Le dossier du Conseil de discipline est vide, aucune faute professionnelle ne peut y être convoquée. La mission du Fmi qui vient de boucler sa revue de la politique économique du gouvernement, vient heureusement confirmer les propos de Ousmane Sonko par la voix de son chef de mission Ali Michael Mansour et de son représentant résident Boileau Loko. Ali Mansour est d’ «avis qu’il faut un même traitement pour toutes les entreprises dans le domine fiscal sans discrimination.» Il explicite : «Il ne faut pas que certaines entreprises bénéficient de plus de faveurs que d’autres.» M. Loko ajoute qu’ «il faut une meilleure mobilisation des ressources avec la modernisation des impôts et des domaines.», que «le but n’est pas d’augmenter les impôts, mais de tout faire pour que ceux qui doivent s’acquitter de ce devoir le fassent sans différenciation.» (cf. L’As du 31 Août 2016 page 7). C’est tout le sens du combat de Ousmane Sonko président de Pastef- les Patriotes, «tout faire pour que ceux qui doivent s’acquitter de l’impôt le fassent», pour réunir les ressources suffisantes pour un développement national autocentré.

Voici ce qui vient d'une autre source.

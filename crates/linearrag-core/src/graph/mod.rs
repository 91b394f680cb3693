//! The heterogeneous entity/passage graph: construction, GraphML persistence,
//! and Personalized PageRank.

pub mod builder;
pub mod graphml;
pub mod ppr;

use std::collections::HashMap;

use petgraph::graph::{NodeIndex, UnGraph};
use petgraph::visit::EdgeRef;

/// An undirected, weighted graph whose nodes are the union of entity and
/// passage hashes (spec.md §4.3: sentences live only in adjacency maps).
pub struct HeteroGraph {
    pub(crate) graph: UnGraph<String, f32>,
    pub(crate) node_index: HashMap<String, NodeIndex>,
    pub(crate) passage_nodes: Vec<NodeIndex>,
}

impl HeteroGraph {
    pub fn empty() -> Self {
        Self {
            graph: UnGraph::new_undirected(),
            node_index: HashMap::new(),
            passage_nodes: Vec::new(),
        }
    }

    pub fn node_count(&self) -> usize {
        self.graph.node_count()
    }

    pub fn edge_count(&self) -> usize {
        self.graph.edge_count()
    }

    pub fn index_of(&self, node_name: &str) -> Option<NodeIndex> {
        self.node_index.get(node_name).copied()
    }

    pub fn name_of(&self, idx: NodeIndex) -> &str {
        &self.graph[idx]
    }

    pub fn passage_indices(&self) -> &[NodeIndex] {
        &self.passage_nodes
    }

    pub fn neighbors_weighted(&self, idx: NodeIndex) -> Vec<(NodeIndex, f32)> {
        self.graph
            .edges(idx)
            .map(|edge| {
                let other = if edge.source() == idx {
                    edge.target()
                } else {
                    edge.source()
                };
                (other, *edge.weight())
            })
            .collect()
    }

    pub fn edge_weight(&self, a: &str, b: &str) -> Option<f32> {
        let ai = self.index_of(a)?;
        let bi = self.index_of(b)?;
        self.graph.find_edge(ai, bi).map(|e| self.graph[e])
    }

    /// Sum of weights on edges incident to `p` whose other endpoint is an
    /// entity node (used by the testable-property: per-passage weight sum).
    pub fn passage_entity_weight_sum(&self, passage_idx: NodeIndex) -> f32 {
        self.neighbors_weighted(passage_idx)
            .into_iter()
            .map(|(_, w)| w)
            .sum()
    }

    pub fn all_node_names(&self) -> impl Iterator<Item = &str> {
        self.graph.node_weights().map(String::as_str)
    }
}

Il a été révoqué à causes de ses prises de positions sur les problèmes nationaux qui dépassent sa fonction d’agent des impôts. Il a été révoqué politiquement comme le confirme Seydou Guèye, Ministre porte-parole du gouvernement, quand il parle de : «sorties virulentes, injurieuses et diffamatoires à l’endroit des Institutions de la République.» propos qui n’ont rien à voir avec les dispositions de l’article 14 de la loi 61-33 du 15 Juin 1961 et illustrent parfaitement le caractère vide du dossier sur lequel s’est appuyé l’avis du Conseil de discipline. Assane Dioma Ndiaye de la Lsdh (ligue sénégalaise des droits de l’Homme) a bien raison quand il dit en caractérisant la révocation de Ousmane Sonko : «Pour nous, c’est un acte politique.»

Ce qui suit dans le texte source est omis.